| What this task involves |
Every entry that follows needs to be repeated exactly.

| Record extracts |
# # # #

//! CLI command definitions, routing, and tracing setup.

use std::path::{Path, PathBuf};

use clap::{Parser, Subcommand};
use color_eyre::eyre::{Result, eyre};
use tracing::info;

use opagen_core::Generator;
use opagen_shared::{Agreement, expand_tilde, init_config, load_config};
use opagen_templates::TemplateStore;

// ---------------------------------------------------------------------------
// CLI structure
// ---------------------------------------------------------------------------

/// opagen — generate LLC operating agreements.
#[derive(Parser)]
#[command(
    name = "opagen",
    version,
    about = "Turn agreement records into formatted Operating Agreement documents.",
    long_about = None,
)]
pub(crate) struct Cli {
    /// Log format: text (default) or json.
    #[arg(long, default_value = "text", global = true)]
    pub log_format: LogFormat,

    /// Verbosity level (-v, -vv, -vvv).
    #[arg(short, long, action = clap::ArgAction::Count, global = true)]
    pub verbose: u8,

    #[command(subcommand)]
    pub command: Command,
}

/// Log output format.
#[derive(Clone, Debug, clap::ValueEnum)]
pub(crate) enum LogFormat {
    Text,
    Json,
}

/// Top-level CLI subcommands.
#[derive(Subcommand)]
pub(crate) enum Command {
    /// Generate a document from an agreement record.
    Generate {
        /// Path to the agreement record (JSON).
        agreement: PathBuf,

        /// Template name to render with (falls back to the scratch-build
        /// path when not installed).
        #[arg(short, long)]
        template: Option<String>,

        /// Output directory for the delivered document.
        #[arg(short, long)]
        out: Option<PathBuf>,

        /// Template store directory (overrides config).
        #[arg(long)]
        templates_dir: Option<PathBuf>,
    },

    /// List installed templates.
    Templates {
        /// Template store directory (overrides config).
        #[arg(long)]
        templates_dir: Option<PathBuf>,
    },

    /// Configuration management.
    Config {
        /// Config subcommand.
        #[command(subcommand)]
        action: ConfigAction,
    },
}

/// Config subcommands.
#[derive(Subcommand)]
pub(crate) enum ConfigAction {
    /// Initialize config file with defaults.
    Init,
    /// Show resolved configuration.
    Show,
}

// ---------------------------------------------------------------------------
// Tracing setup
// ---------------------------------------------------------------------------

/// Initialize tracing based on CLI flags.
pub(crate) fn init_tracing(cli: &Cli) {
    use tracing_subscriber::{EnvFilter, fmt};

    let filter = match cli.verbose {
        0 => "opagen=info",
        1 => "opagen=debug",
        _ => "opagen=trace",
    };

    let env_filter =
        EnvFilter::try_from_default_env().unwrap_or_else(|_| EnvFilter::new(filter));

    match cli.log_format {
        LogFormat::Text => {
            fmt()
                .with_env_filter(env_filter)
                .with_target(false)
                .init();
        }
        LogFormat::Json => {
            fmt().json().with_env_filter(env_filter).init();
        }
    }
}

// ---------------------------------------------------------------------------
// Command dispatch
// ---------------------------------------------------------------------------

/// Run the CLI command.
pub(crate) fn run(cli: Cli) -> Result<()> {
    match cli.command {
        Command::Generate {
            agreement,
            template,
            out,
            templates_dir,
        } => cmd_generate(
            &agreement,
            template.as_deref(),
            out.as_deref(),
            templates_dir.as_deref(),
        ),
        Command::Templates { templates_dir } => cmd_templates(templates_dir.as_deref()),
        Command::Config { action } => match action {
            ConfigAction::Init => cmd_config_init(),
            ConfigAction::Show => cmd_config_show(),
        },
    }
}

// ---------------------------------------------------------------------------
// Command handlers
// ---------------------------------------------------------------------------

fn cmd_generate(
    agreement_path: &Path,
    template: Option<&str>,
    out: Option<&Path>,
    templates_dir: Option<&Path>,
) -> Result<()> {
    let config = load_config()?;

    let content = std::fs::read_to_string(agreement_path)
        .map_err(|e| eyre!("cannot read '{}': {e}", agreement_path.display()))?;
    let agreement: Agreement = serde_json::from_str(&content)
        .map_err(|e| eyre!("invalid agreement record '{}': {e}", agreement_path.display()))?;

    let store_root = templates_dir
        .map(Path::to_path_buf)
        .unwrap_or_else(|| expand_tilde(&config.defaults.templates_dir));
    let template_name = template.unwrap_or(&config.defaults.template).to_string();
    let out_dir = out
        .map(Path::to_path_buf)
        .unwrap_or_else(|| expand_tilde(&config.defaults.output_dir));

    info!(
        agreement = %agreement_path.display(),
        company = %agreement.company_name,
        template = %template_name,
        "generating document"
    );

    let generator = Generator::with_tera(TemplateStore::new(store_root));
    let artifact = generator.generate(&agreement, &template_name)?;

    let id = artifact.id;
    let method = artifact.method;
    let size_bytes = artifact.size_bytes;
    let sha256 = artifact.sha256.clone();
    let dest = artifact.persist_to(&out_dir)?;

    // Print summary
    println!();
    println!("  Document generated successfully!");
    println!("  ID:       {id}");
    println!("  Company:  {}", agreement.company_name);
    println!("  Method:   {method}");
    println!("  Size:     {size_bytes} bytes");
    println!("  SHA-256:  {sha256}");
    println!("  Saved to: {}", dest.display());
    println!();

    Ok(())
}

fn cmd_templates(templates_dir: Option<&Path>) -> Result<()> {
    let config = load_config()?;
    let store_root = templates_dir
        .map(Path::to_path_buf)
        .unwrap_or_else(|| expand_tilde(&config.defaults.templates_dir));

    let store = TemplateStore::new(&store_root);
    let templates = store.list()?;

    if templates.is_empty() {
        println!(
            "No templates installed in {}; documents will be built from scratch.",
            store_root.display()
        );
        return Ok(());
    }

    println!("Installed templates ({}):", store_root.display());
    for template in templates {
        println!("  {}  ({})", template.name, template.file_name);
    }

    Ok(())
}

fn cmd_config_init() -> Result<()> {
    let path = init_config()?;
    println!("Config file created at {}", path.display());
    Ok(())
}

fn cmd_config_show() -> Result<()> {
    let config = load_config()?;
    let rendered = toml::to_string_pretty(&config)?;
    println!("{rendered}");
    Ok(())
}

# # # #

| Finished task |
//! CLI command definitions, routing, and tracing setup.

use std::path::{Path, PathBuf};

use clap::{Parser, Subcommand};
use color_eyre::eyre::{Result, eyre};
use tracing::info;

use opagen_core::Generator;
use opagen_shared::{Agreement, expand_tilde, init_config, load_config};
use opagen_templates::TemplateStore;

// ---------------------------------------------------------------------------
// CLI structure
// ---------------------------------------------------------------------------

/// opagen — generate LLC operating agreements.
#[derive(Parser)]
#[command(
    name = "opagen",
    version,
    about = "Turn agreement records into formatted Operating Agreement documents.",
    long_about = None,
)]
pub(crate) struct Cli {
    /// Log format: text (default) or json.
    #[arg(long, default_value = "text", global = true)]
    pub log_format: LogFormat,

    /// Verbosity level (-v, -vv, -vvv).
    #[arg(short, long, action = clap::ArgAction::Count, global = true)]
    pub verbose: u8,

    #[command(subcommand)]
    pub command: Command,
}

/// Log output format.
#[derive(Clone, Debug, clap::ValueEnum)]
pub(crate) enum LogFormat {
    Text,
    Json,
}

/// Top-level CLI subcommands.
#[derive(Subcommand)]
pub(crate) enum Command {
    /// Generate a document from an agreement record.
    Generate {
        /// Path to the agreement record (JSON).
        agreement: PathBuf,

        /// Template name to render with (falls back to the scratch-build
        /// path when not installed).
        #[arg(short, long)]
        template: Option<String>,

        /// Output directory for the delivered document.
        #[arg(short, long)]
        out: Option<PathBuf>,

        /// Template store directory (overrides config).
        #[arg(long)]
        templates_dir: Option<PathBuf>,
    },

    /// List installed templates.
    Templates {
        /// Template store directory (overrides config).
        #[arg(long)]
        templates_dir: Option<PathBuf>,
    },

    /// Configuration management.
    Config {
        /// Config subcommand.
        #[command(subcommand)]
        action: ConfigAction,
    },
}

/// Config subcommands.
#[derive(Subcommand)]
pub(crate) enum ConfigAction {
    /// Initialize config file with defaults.
    Init,
    /// Show resolved configuration.
    Show,
}

// ---------------------------------------------------------------------------
// Tracing setup
// ---------------------------------------------------------------------------

/// Initialize tracing based on CLI flags.
pub(crate) fn init_tracing(cli: &Cli) {
    use tracing_subscriber::{EnvFilter, fmt};

    let filter = match cli.verbose {
        0 => "opagen=info",
        1 => "opagen=debug",
        _ => "opagen=trace",
    };

    let env_filter =
        EnvFilter::try_from_default_env().unwrap_or_else(|_| EnvFilter::new(filter));

    match cli.log_format {
        LogFormat::Text => {
            fmt()
                .with_env_filter(env_filter)
                .with_target(false)
                .init();
        }
        LogFormat::Json => {
            fmt().json().with_env_filter(env_filter).init();
        }
    }
}

// ---------------------------------------------------------------------------
// Command dispatch
// ---------------------------------------------------------------------------

/// Run the CLI command.
pub(crate) fn run(cli: Cli) -> Result<()> {
    match cli.command {
        Command::Generate {
            agreement,
            template,
            out,
            templates_dir,
        } => cmd_generate(
            &agreement,
            template.as_deref(),
            out.as_deref(),
            templates_dir.as_deref(),
        ),
        Command::Templates { templates_dir } => cmd_templates(templates_dir.as_deref()),
        Command::Config { action } => match action {
            ConfigAction::Init => cmd_config_init(),
            ConfigAction::Show => cmd_config_show(),
        },
    }
}

// ---------------------------------------------------------------------------
// Command handlers
// ---------------------------------------------------------------------------

fn cmd_generate(
    agreement_path: &Path,
    template: Option<&str>,
    out: Option<&Path>,
    templates_dir: Option<&Path>,
) -> Result<()> {
    let config = load_config()?;

    let content = std::fs::read_to_string(agreement_path)
        .map_err(|e| eyre!("cannot read '{}': {e}", agreement_path.display()))?;
    let agreement: Agreement = serde_json::from_str(&content)
        .map_err(|e| eyre!("invalid agreement record '{}': {e}", agreement_path.display()))?;

    let store_root = templates_dir
        .map(Path::to_path_buf)
        .unwrap_or_else(|| expand_tilde(&config.defaults.templates_dir));
    let template_name = template.unwrap_or(&config.defaults.template).to_string();
    let out_dir = out
        .map(Path::to_path_buf)
        .unwrap_or_else(|| expand_tilde(&config.defaults.output_dir));

    info!(
        agreement = %agreement_path.display(),
        company = %agreement.company_name,
        template = %template_name,
        "generating document"
    );

    let generator = Generator::with_tera(TemplateStore::new(store_root));
    let artifact = generator.generate(&agreement, &template_name)?;

    let id = artifact.id;
    let method = artifact.method;
    let size_bytes = artifact.size_bytes;
    let sha256 = artifact.sha256.clone();
    let dest = artifact.persist_to(&out_dir)?;

    // Print summary
    println!();
    println!("  Document generated successfully!");
    println!("  ID:       {id}");
    println!("  Company:  {}", agreement.company_name);
    println!("  Method:   {method}");
    println!("  Size:     {size_bytes} bytes");
    println!("  SHA-256:  {sha256}");
    println!("  Saved to: {}", dest.display());
    println!();

    Ok(())
}

fn cmd_templates(templates_dir: Option<&Path>) -> Result<()> {
    let config = load_config()?;
    let store_root = templates_dir
        .map(Path::to_path_buf)
        .unwrap_or_else(|| expand_tilde(&config.defaults.templates_dir));

    let store = TemplateStore::new(&store_root);
    let templates = store.list()?;

    if templates.is_empty() {
        println!(
            "No templates installed in {}; documents will be built from scratch.",
            store_root.display()
        );
        return Ok(());
    }

    println!("Installed templates ({}):", store_root.display());
    for template in templates {
        println!("  {}  ({})", template.name, template.file_name);
    }

    Ok(())
}

fn cmd_config_init() -> Result<()> {
    let path = init_config()?;
    println!("Config file created at {}", path.display());
    Ok(())
}

fn cmd_config_show() -> Result<()> {
    let config = load_config()?;
    let rendered = toml::to_string_pretty(&config)?;
    println!("{rendered}");
    Ok(())
}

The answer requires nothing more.